Get an object from a bucket in riak without knowing its key - riak

I am using a riak bucket to store a list of messages, using a UUID as the key and a json message as value. This is working fine.
What I need is an efficient way to get a single message from the bucket without knowing its key, at least in one of these two scenarios:
Get the last inserted object (this is my prefered approach).
Get a random object from the bucket (if the first alternative is not possible).
Is there any efficient way to achieve that?
I think one alternative could be to retrieve the keys in the bucket and then get the first one. But this means making two calls to riak, one to obtain all the keys (just to discard all but one) and a second one to obtain the object. It does not seem very efficient.

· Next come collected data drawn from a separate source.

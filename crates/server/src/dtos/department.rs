use super::PageQuery;
use database::services::{lecturer::LecturerFilter, student::StudentFilter};
use models::status::{AcademicStatus, ClassAction, RecordStatus};
use serde::Deserialize;
use utoipa::{IntoParams, ToSchema};
use uuid::Uuid;

#[derive(Debug, Default, Deserialize, IntoParams)]
#[into_params(parameter_in = Query)]
pub struct DepartmentStudentQuery {
    pub page: Option<u64>,
    pub limit: Option<u64>,
    pub semester: Option<i32>,
    #[param(value_type = Option<String>)]
    pub academic_status: Option<AcademicStatus>,
    /// Substring of the name or NIM
    pub search: Option<String>,
}

impl DepartmentStudentQuery {
    pub fn split(self) -> (StudentFilter, PageQuery) {
        let filter = StudentFilter {
            semester: self.semester,
            academic_status: self.academic_status,
            search: self.search,
        };
        let page = PageQuery {
            page: self.page,
            limit: self.limit,
        };
        (filter, page)
    }
}

#[derive(Debug, Default, Deserialize, IntoParams)]
#[into_params(parameter_in = Query)]
pub struct DepartmentLecturerQuery {
    pub page: Option<u64>,
    pub limit: Option<u64>,
    #[param(value_type = Option<String>)]
    pub status: Option<RecordStatus>,
    /// Substring of the name, NIDN or email
    pub search: Option<String>,
}

impl DepartmentLecturerQuery {
    pub fn split(self) -> (LecturerFilter, PageQuery) {
        let filter = LecturerFilter {
            status: self.status,
            search: self.search,
        };
        let page = PageQuery {
            page: self.page,
            limit: self.limit,
        };
        (filter, page)
    }
}

#[derive(Debug, Default, Deserialize, IntoParams)]
#[into_params(parameter_in = Query)]
pub struct PendingQuery {
    pub page: Option<u64>,
    pub limit: Option<u64>,
    pub semester: Option<i32>,
    pub academic_year: Option<String>,
}

#[derive(Debug, Deserialize, ToSchema)]
pub struct ClassStatusRequest {
    /// `buka` opens the class, `tutup` closes it
    #[schema(value_type = String)]
    pub action: ClassAction,
}

#[derive(Debug, Deserialize, ToSchema)]
pub struct AssignAdvisorRequest {
    pub lecturer_id: Uuid,
}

As Riak is a key-value store, the by far most efficient way to retrieve data is through the keys. Listing or retrieving all keys in a bucket, even if you only end up using the one returned first, is one of the least efficient operations you can perform as it causes Riak to scan ALL keys in the system (not just the bucket), and it is usually recommended NEVER to use this on a production system.
The most efficient way to get the last inserted object would probably be to store the id in a separate, known record in a different bucket. This would however require you to perform two writes on every insert and two reads for every read, but would do so in the most efficient way. You could possibly implement a post-commit hook (would have to be in Erlang as it is not currently not possible to write records using JavaScript functions) on the bucket containing messages to get the system to perform the update for you, which would remove the need for the last write.
If you write a lot of data to the bucket containing messages, you may want to adjust the separate bucket so that it does not allow multiple values and that the last value wins. This way you would reduce the risk of having lots of siblings created due to frequent updates to this single record across the system. This would always give you one of the last written records, but not necessarily the last one (especially if you frequently write messages to the database), as Riak does not support any type of atomicity and is an eventually consistent database.
You could also create one or more secondary indexes if you are using the leveldb backend, and use this to limit your scan to only recent records, which would be more efficient than a scann of all keys. You could then either select the most recent key or a random one through mapreduce, but this would be much less efficient than the previously described approach.
I can not think of any efficient way to retrieve a random record in a bucket from Riak unless you know the range of keys you have inserted and can decide randomly on the client which one to get. One way to do this would be to generate all keys in sequence rather than using a UUID, but that is naturally not a good idea in a highly concurrent distributed system.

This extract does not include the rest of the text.